Apparently there is also a new tone() library that can do volume and pitch at the same time (although it seems like the sound is not so good!):
http://playground.arduino.cc/Code/ToneAC

Also check out these other cool examples of things you can do with the tone library:
http://arduino.cc/en/reference/tone

Very old example not using the tone() library. I can’t vouch for this as I haven’t tried it in a while:
http://www.arduino.cc/en/Tutorial/PlayMelody

Movements and mechanisms:
http://507movements.com/
http://www.flying-pig.co.uk

Class 5 – Oct 1

Working with sensors one of the most important aspects is to understand their behavior and understand how to take advantage of their range. Do you need the full range for your application? Or are you specifically looking at certain thresholds in order for something to happen? For every project you will have to thoroughly analyze your sensor options in order to identify the one that fits best as well as really understand what action/input/energy change you are looking to interpret and pick up on so that you can tune your sensors to that.

Here are some examples of things you can do:
https://itp.nyu.edu/physcomp/labs/labs-arduino-digital-and-analog/lab-sensor-change-detection/

And here, for example, Craig Pickard very successfully interpreted the sensor and made it work for his application, before you copy and paste his work (giving him appropriate credit of course!) please spend some time understanding the thought process behind his decisions:

http://www.craigwentdigital.com/2014/09/physcomp-week-4-labs-serial-communication/

During break please take a moment to watch the videos linked while continuing to work on your midterm. If you feel comfortable enough with serial communication, check out the Node.js lab and video.

Class 6 – Oct 15th

If you get this error in Processing:


Error, disabling serialEvent() for

It’s not a bug in processing, it has to do with the asynchronous nature of serial (this is why it’s called “asynchronous serial”). You’ve got a serial buffer being added to by the Arduino, and being read by Processing, but not at the same time (asynchronously). The external device (Arduino) and the internal program (processing) are not aware of each other, so they don’t know when the other one is accessing the buffer, or what’s in there.

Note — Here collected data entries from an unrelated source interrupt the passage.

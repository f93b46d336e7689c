//! src/db/mod.rs
//! Warstwa trwałości: jeden wstrzykiwany interfejs `Store` nad czterema
//! tabelami (ads / ad_warnings / topics / bans) + pomocniki połączenia.
//!
//! Silnik decyzyjny nie trzyma żadnego globalnego uchwytu do bazy – dostaje
//! `Arc<dyn Store>` i nic więcej. Implementacje: `PgStore` (produkcja) oraz
//! `MemStore` (testy / embedding bez Postgresa, feature `test-utils`).

pub mod pg;

#[cfg(any(test, feature = "test-utils"))]
pub mod mem;

use std::time::{SystemTime, UNIX_EPOCH};

use anyhow::Result;
use async_trait::async_trait;
use serde::{Deserialize, Serialize};
use sqlx::{Pool, Postgres, postgres::PgPoolOptions};

use crate::policy::TopicPolicy;

pub use pg::PgStore;

#[cfg(any(test, feature = "test-utils"))]
pub use mem::MemStore;

pub type Db = Pool<Postgres>;

pub async fn connect(url: &str, max: Option<u32>) -> Result<Db> {
    let pool = PgPoolOptions::new()
        .max_connections(max.unwrap_or(10))
        .connect(url)
        .await?;

    Ok(pool)
}

pub(crate) fn now_unix() -> i64 {
    SystemTime::now()
        .duration_since(UNIX_EPOCH)
        .map(|d| d.as_secs() as i64)
        .unwrap_or(0)
}

/// Zapisane ogłoszenie (tylko posty zaakceptowane trafiają do historii).
/// Pusty string w `text`/`photo_id` oznacza brak danej treści.
#[derive(Debug, Clone, Serialize, Deserialize)]
pub struct AdRecord {
    pub id: i64,
    pub user_id: i64,
    pub thread_id: i64,
    pub text: String,
    pub photo_id: String,
    pub posted_at: i64,
}

/// Wpis na liście blokad – wyłącznie do raportowania; stanem restrykcji
/// zarządza platforma czatu.
#[derive(Debug, Clone, Serialize, Deserialize)]
pub struct BanRecord {
    pub user_id: i64,
    pub first_name: String,
    /// 0 = blokada bezterminowa.
    pub banned_until: i64,
    pub reason: String,
}

/// Interfejs trwałości wstrzykiwany do silnika.
///
/// Błąd z dowolnej metody znaczy "magazyn niedostępny": bieżąca ewaluacja
/// zostaje przerwana i event można bezpiecznie dostarczyć ponownie.
#[async_trait]
pub trait Store: Send + Sync {
    /* ---------- topics ---------- */

    /// Polityka wątku; nieznany wątek dostaje wiersz z domyślnymi ustawieniami.
    async fn get_or_create_topic(&self, thread_id: i64) -> Result<TopicPolicy>;

    /// Wszystkie obserwowane wątki (panel administracyjny).
    async fn list_topics(&self) -> Result<Vec<TopicPolicy>>;

    /// Każdy setter zwraca `false`, gdy wątek nigdy nie był obserwowany.
    async fn set_topic_enabled(&self, thread_id: i64, enabled: bool) -> Result<bool>;
    async fn set_topic_block_days(&self, thread_id: i64, days: i64) -> Result<bool>;
    async fn set_topic_warnings_limit(&self, thread_id: i64, limit: i64) -> Result<bool>;
    async fn set_topic_repeat_window_days(&self, thread_id: i64, days: i64) -> Result<bool>;

    /* ---------- ads history ---------- */

    /// Dokładne dopasowanie w oknie: najpierw fingerprint zdjęcia (jeśli jest),
    /// potem znormalizowany tekst. Zwraca najnowszy pasujący rekord.
    async fn find_recent_ad(
        &self,
        user_id: i64,
        photo_id: Option<&str>,
        text: Option<&str>,
        since_unix: i64,
    ) -> Result<Option<AdRecord>>;

    /// Kandydaci do skanu rozmytego: wszystkie rekordy użytkownika w oknie.
    async fn list_recent_ads(&self, user_id: i64, since_unix: i64) -> Result<Vec<AdRecord>>;

    /// Nowy wpis historii – wołane tylko, gdy nie stwierdzono naruszenia.
    async fn insert_ad(&self, user_id: i64, thread_id: i64, text: &str, photo_id: &str)
    -> Result<()>;

    /// Odśwież wątek + timestamp istniejącego rekordu ("ostatnio widziano").
    async fn relocate_ad(&self, record_id: i64, new_thread_id: i64) -> Result<()>;

    /* ---------- warning ledger ---------- */

    /// Stan drabinki dla (user, klucz treści); 0 gdy brak wpisu.
    async fn warning_count(&self, user_id: i64, ad_key: &str) -> Result<i64>;

    /// Atomowy insert-albo-inkrement; zwraca licznik PO podbiciu.
    async fn bump_warning(&self, user_id: i64, ad_key: &str) -> Result<i64>;

    /// Usuń wpis drabinki (no-op gdy brak – reset po banie musi być idempotentny).
    async fn reset_warnings(&self, user_id: i64, ad_key: &str) -> Result<()>;

    /* ---------- bans ---------- */

    async fn insert_ban(
        &self,
        user_id: i64,
        first_name: &str,
        banned_until: i64,
        reason: &str,
    ) -> Result<()>;

    async fn remove_ban(&self, user_id: i64) -> Result<()>;

    /// Blokady bezterminowe oraz te, które jeszcze nie wygasły.
    async fn list_active_bans(&self) -> Result<Vec<BanRecord>>;
}
// src/lib.rs

pub mod adguard;
pub mod config;
pub mod db;
pub mod logging;
pub mod normalize;
pub mod policy;
pub mod similarity;

use anyhow::Result;
use once_cell::sync::OnceCell;
use std::sync::Arc;

use config::Settings;
use db::{PgStore, Store};

/// Globalny kontekst aplikacji.
/// Tu trzymamy magazyn, konfigurację i gotowy serwis AdGuard.
pub struct AppContext {
    pub settings: Settings,
    pub store: Arc<dyn Store>,
    adguard: OnceCell<Arc<adguard::AdGuard>>,
}

impl AppContext {
    /// Bootstrap całej aplikacji:
    /// - logi
    /// - połączenie z DB + idempotentny DDL
    /// - stworzenie i wstrzyknięcie AdGuard do OnceCell
    pub async fn bootstrap(settings: Settings) -> Result<Arc<Self>> {
        // 1) logi
        logging::init(&settings);

        // 2) DB
        let pool = db::connect(&settings.database.url, settings.database.max_connections).await?;
        PgStore::ensure_tables(&pool).await?;

        // 3) kontekst + serwisy
        Ok(Self::assemble(settings, Arc::new(PgStore::new(pool))))
    }

    /// Złóż kontekst na gotowym magazynie – ta ścieżka nie dotyka logów ani
    /// bazy, więc nadaje się też do osadzania silnika na własnym `Store`.
    pub fn assemble(settings: Settings, store: Arc<dyn Store>) -> Arc<Self> {
        let ctx = Arc::new(Self {
            settings,
            store,
            adguard: OnceCell::new(),
        });

        let ag = adguard::AdGuard::new(ctx.clone());
        let _ = ctx.adguard.set(ag); // set() można wołać tylko raz

        ctx
    }

    /// Wygodny getter: daj mi AdGuarda (Arc).
    pub fn adguard(&self) -> Arc<adguard::AdGuard> {
        self.adguard.get().expect("AdGuard not initialized").clone()
    }

    /// Środowisko: "production" | "development".
    /// Czytamy z ENV `GHS_ENV`; brak → "development".
    #[inline]
    pub fn env(&self) -> String {
        std::env::var("GHS_ENV").unwrap_or_else(|_| "development".to_string())
    }
}
//! src/db/pg.rs
//! `PgStore` – produkcyjna implementacja `Store` na sqlx/Postgres.
//!
//! DDL idempotentny, trzymany w kodzie (schemat `ghs`). Timestampy to unix
//! sekundy w BIGINT – cała matematyka okien w silniku liczy w sekundach.

use anyhow::Result;
use async_trait::async_trait;
use sqlx::Row;

use crate::policy::TopicPolicy;

use super::{AdRecord, BanRecord, Db, Store, now_unix};

pub struct PgStore {
    db: Db,
}

impl PgStore {
    pub fn new(db: Db) -> Self {
        Self { db }
    }

    pub fn pool(&self) -> &Db {
        &self.db
    }

    pub async fn ensure_tables(db: &Db) -> Result<()> {
        sqlx::query(r#"CREATE SCHEMA IF NOT EXISTS ghs;"#)
            .execute(db)
            .await?;

        sqlx::query(
            r#"
            CREATE TABLE IF NOT EXISTS ghs.ads (
              id         BIGSERIAL PRIMARY KEY,
              user_id    BIGINT NOT NULL,
              thread_id  BIGINT NOT NULL,
              text       TEXT   NOT NULL DEFAULT '',
              photo_id   TEXT   NOT NULL DEFAULT '',
              posted_at  BIGINT NOT NULL
            );
            "#,
        )
        .execute(db)
        .await?;

        sqlx::query(
            r#"
            CREATE TABLE IF NOT EXISTS ghs.ad_warnings (
              id             BIGSERIAL PRIMARY KEY,
              user_id        BIGINT NOT NULL,
              ad_key         TEXT   NOT NULL,
              warning_count  BIGINT NOT NULL,
              last_warning   BIGINT NOT NULL
            );
            "#,
        )
        .execute(db)
        .await?;

        sqlx::query(
            r#"
            CREATE TABLE IF NOT EXISTS ghs.topics (
              thread_id           BIGINT PRIMARY KEY,
              enabled             BOOLEAN NOT NULL DEFAULT TRUE,
              block_days          BIGINT  NOT NULL DEFAULT 5,
              warnings_limit      BIGINT  NOT NULL DEFAULT 3,
              repeat_window_days  BIGINT  NOT NULL DEFAULT 5
            );
            "#,
        )
        .execute(db)
        .await?;

        sqlx::query(
            r#"
            CREATE TABLE IF NOT EXISTS ghs.bans (
              id            BIGSERIAL PRIMARY KEY,
              user_id       BIGINT NOT NULL,
              first_name    TEXT   NOT NULL DEFAULT '',
              banned_until  BIGINT NOT NULL DEFAULT 0,
              reason        TEXT   NOT NULL DEFAULT 'Nie podano'
            );
            "#,
        )
        .execute(db)
        .await?;

        for ddl in [
            r#"CREATE INDEX IF NOT EXISTS idx_ads_user_posted
                 ON ghs.ads (user_id, posted_at DESC);"#,
            r#"CREATE INDEX IF NOT EXISTS idx_ads_user_photo
                 ON ghs.ads (user_id, photo_id, posted_at DESC);"#,
            r#"CREATE UNIQUE INDEX IF NOT EXISTS idx_ad_warnings_user_key
                 ON ghs.ad_warnings (user_id, ad_key);"#,
            r#"CREATE INDEX IF NOT EXISTS idx_bans_user
                 ON ghs.bans (user_id);"#,
        ] {
            sqlx::query(ddl).execute(db).await?;
        }

        Ok(())
    }
}

fn topic_from_row(row: &sqlx::postgres::PgRow) -> Result<TopicPolicy> {
    Ok(TopicPolicy {
        thread_id: row.try_get("thread_id")?,
        enabled: row.try_get("enabled")?,
        block_days: row.try_get("block_days")?,
        warnings_limit: row.try_get("warnings_limit")?,
        repeat_window_days: row.try_get("repeat_window_days")?,
    })
}

fn ad_from_row(row: &sqlx::postgres::PgRow) -> Result<AdRecord> {
    Ok(AdRecord {
        id: row.try_get("id")?,
        user_id: row.try_get("user_id")?,
        thread_id: row.try_get("thread_id")?,
        text: row.try_get("text")?,
        photo_id: row.try_get("photo_id")?,
        posted_at: row.try_get("posted_at")?,
    })
}

#[async_trait]
impl Store for PgStore {
    async fn get_or_create_topic(&self, thread_id: i64) -> Result<TopicPolicy> {
        let defaults = TopicPolicy::new(thread_id);
        sqlx::query(
            r#"
            INSERT INTO ghs.topics (thread_id, enabled, block_days, warnings_limit, repeat_window_days)
            VALUES ($1, $2, $3, $4, $5)
            ON CONFLICT (thread_id) DO NOTHING
            "#,
        )
        .bind(thread_id)
        .bind(defaults.enabled)
        .bind(defaults.block_days)
        .bind(defaults.warnings_limit)
        .bind(defaults.repeat_window_days)
        .execute(&self.db)
        .await?;

        let row = sqlx::query(
            r#"
            SELECT thread_id, enabled, block_days, warnings_limit, repeat_window_days
            FROM ghs.topics
            WHERE thread_id = $1
            "#,
        )
        .bind(thread_id)
        .fetch_one(&self.db)
        .await?;

        topic_from_row(&row)
    }

    async fn list_topics(&self) -> Result<Vec<TopicPolicy>> {
        let rows = sqlx::query(
            r#"
            SELECT thread_id, enabled, block_days, warnings_limit, repeat_window_days
            FROM ghs.topics
            ORDER BY thread_id
            "#,
        )
        .fetch_all(&self.db)
        .await?;

        rows.iter().map(topic_from_row).collect()
    }

    async fn set_topic_enabled(&self, thread_id: i64, enabled: bool) -> Result<bool> {
        let res = sqlx::query(r#"UPDATE ghs.topics SET enabled = $1 WHERE thread_id = $2"#)
            .bind(enabled)
            .bind(thread_id)
            .execute(&self.db)
            .await?;
        Ok(res.rows_affected() > 0)
    }

    async fn set_topic_block_days(&self, thread_id: i64, days: i64) -> Result<bool> {
        let res = sqlx::query(r#"UPDATE ghs.topics SET block_days = $1 WHERE thread_id = $2"#)
            .bind(days)
            .bind(thread_id)
            .execute(&self.db)
            .await?;
        Ok(res.rows_affected() > 0)
    }

    async fn set_topic_warnings_limit(&self, thread_id: i64, limit: i64) -> Result<bool> {
        let res = sqlx::query(r#"UPDATE ghs.topics SET warnings_limit = $1 WHERE thread_id = $2"#)
            .bind(limit)
            .bind(thread_id)
            .execute(&self.db)
            .await?;
        Ok(res.rows_affected() > 0)
    }

    async fn set_topic_repeat_window_days(&self, thread_id: i64, days: i64) -> Result<bool> {
        let res =
            sqlx::query(r#"UPDATE ghs.topics SET repeat_window_days = $1 WHERE thread_id = $2"#)
                .bind(days)
                .bind(thread_id)
                .execute(&self.db)
                .await?;
        Ok(res.rows_affected() > 0)
    }

    async fn find_recent_ad(
        &self,
        user_id: i64,
        photo_id: Option<&str>,
        text: Option<&str>,
        since_unix: i64,
    ) -> Result<Option<AdRecord>> {
        if let Some(photo) = photo_id.filter(|p| !p.is_empty()) {
            let row = sqlx::query(
                r#"
                SELECT id, user_id, thread_id, text, photo_id, posted_at
                FROM ghs.ads
                WHERE user_id = $1 AND photo_id = $2 AND posted_at >= $3
                ORDER BY posted_at DESC
                LIMIT 1
                "#,
            )
            .bind(user_id)
            .bind(photo)
            .bind(since_unix)
            .fetch_optional(&self.db)
            .await?;

            if let Some(row) = row {
                return Ok(Some(ad_from_row(&row)?));
            }
        }

        if let Some(text) = text.filter(|t| !t.is_empty()) {
            let row = sqlx::query(
                r#"
                SELECT id, user_id, thread_id, text, photo_id, posted_at
                FROM ghs.ads
                WHERE user_id = $1 AND text = $2 AND posted_at >= $3
                ORDER BY posted_at DESC
                LIMIT 1
                "#,
            )
            .bind(user_id)
            .bind(text)
            .bind(since_unix)
            .fetch_optional(&self.db)
            .await?;

            if let Some(row) = row {
                return Ok(Some(ad_from_row(&row)?));
            }
        }

        Ok(None)
    }

    async fn list_recent_ads(&self, user_id: i64, since_unix: i64) -> Result<Vec<AdRecord>> {
        let rows = sqlx::query(
            r#"
            SELECT id, user_id, thread_id, text, photo_id, posted_at
            FROM ghs.ads
            WHERE user_id = $1 AND posted_at >= $2
            ORDER BY posted_at DESC
            "#,
        )
        .bind(user_id)
        .bind(since_unix)
        .fetch_all(&self.db)
        .await?;

        rows.iter().map(ad_from_row).collect()
    }

    async fn insert_ad(
        &self,
        user_id: i64,
        thread_id: i64,
        text: &str,
        photo_id: &str,
    ) -> Result<()> {
        sqlx::query(
            r#"
            INSERT INTO ghs.ads (user_id, thread_id, text, photo_id, posted_at)
            VALUES ($1, $2, $3, $4, $5)
            "#,
        )
        .bind(user_id)
        .bind(thread_id)
        .bind(text)
        .bind(photo_id)
        .bind(now_unix())
        .execute(&self.db)
        .await?;
        Ok(())
    }

    async fn relocate_ad(&self, record_id: i64, new_thread_id: i64) -> Result<()> {
        sqlx::query(r#"UPDATE ghs.ads SET posted_at = $1, thread_id = $2 WHERE id = $3"#)
            .bind(now_unix())
            .bind(new_thread_id)
            .bind(record_id)
            .execute(&self.db)
            .await?;
        Ok(())
    }

    async fn warning_count(&self, user_id: i64, ad_key: &str) -> Result<i64> {
        let count: Option<i64> = sqlx::query_scalar(
            r#"SELECT warning_count FROM ghs.ad_warnings WHERE user_id = $1 AND ad_key = $2"#,
        )
        .bind(user_id)
        .bind(ad_key)
        .fetch_optional(&self.db)
        .await?;
        Ok(count.unwrap_or(0))
    }

    async fn bump_warning(&self, user_id: i64, ad_key: &str) -> Result<i64> {
        // pojedynczy upsert: dwie równoległe ewaluacje nie podbiją z tego
        // samego stanu
        let count: i64 = sqlx::query_scalar(
            r#"
            INSERT INTO ghs.ad_warnings (user_id, ad_key, warning_count, last_warning)
            VALUES ($1, $2, 1, $3)
            ON CONFLICT (user_id, ad_key) DO UPDATE
               SET warning_count = ghs.ad_warnings.warning_count + 1,
                   last_warning  = $3
            RETURNING warning_count
            "#,
        )
        .bind(user_id)
        .bind(ad_key)
        .bind(now_unix())
        .fetch_one(&self.db)
        .await?;
        Ok(count)
    }

    async fn reset_warnings(&self, user_id: i64, ad_key: &str) -> Result<()> {
        sqlx::query(r#"DELETE FROM ghs.ad_warnings WHERE user_id = $1 AND ad_key = $2"#)
            .bind(user_id)
            .bind(ad_key)
            .execute(&self.db)
            .await?;
        Ok(())
    }

    async fn insert_ban(
        &self,
        user_id: i64,
        first_name: &str,
        banned_until: i64,
        reason: &str,
    ) -> Result<()> {
        sqlx::query(
            r#"
            INSERT INTO ghs.bans (user_id, first_name, banned_until, reason)
            VALUES ($1, $2, $3, $4)
            "#,
        )
        .bind(user_id)
        .bind(first_name)
        .bind(banned_until)
        .bind(reason)
        .execute(&self.db)
        .await?;
        Ok(())
    }

    async fn remove_ban(&self, user_id: i64) -> Result<()> {
        sqlx::query(r#"DELETE FROM ghs.bans WHERE user_id = $1"#)
            .bind(user_id)
            .execute(&self.db)
            .await?;
        Ok(())
    }

    async fn list_active_bans(&self) -> Result<Vec<BanRecord>> {
        let rows = sqlx::query(
            r#"
            SELECT user_id, first_name, banned_until, reason
            FROM ghs.bans
            WHERE banned_until = 0 OR banned_until > $1
            ORDER BY id DESC
            "#,
        )
        .bind(now_unix())
        .fetch_all(&self.db)
        .await?;

        rows.iter()
            .map(|r| {
                Ok(BanRecord {
                    user_id: r.try_get("user_id")?,
                    first_name: r.try_get("first_name")?,
                    banned_until: r.try_get("banned_until")?,
                    reason: r.try_get("reason")?,
                })
            })
            .collect()
    }
}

Furthermore, what’s unread in the buffer remains in there when your program releases it. So, for example, if you quit Processing and there’s still some bytes left in the buffer, they’ll be the first thing read the next time you start up. If the first character read happens to be a newline, and if your program generates serialEvent() on a newline, then the string you read will be null, and you’ll get the error. That’s why Ross’ solution can help. It’s basically saying “make sure there’s nothing in the buffer before I start.”

There are other solutions. You could, for example, make sure the string you read is not null before you start acting on it, something like this:


void serialEvent() {
String input = myPort.readString();
if (myString != null) {
// do the rest of your stuff here
}
}

It’s also possible that the string you read contains some data, but not the whole sentence you’re looking for. For example, if you were looking for three numbers in the buffer like this: “345,212,345\n” and what remains in the buffer from the last time you read the program had only two values, then you’ll get an error if you split the string and try to read three values. That’s why this solution helps:


String[] values = split(inputString, “,”);
if (values.length > 2) {
// now you can read all three items in the string
}

The bottom line is that because asynchronous serial is asynchronous, you always need to check that what’s there is what you think. The most common three tools for doing that are:
* clear the buffer before you start reading
* use a handshaking method so there’s only one set of readings when you read
* make sure the string you read is the length you think it is before you read its elements

A really bullet-proof program does all three of these things.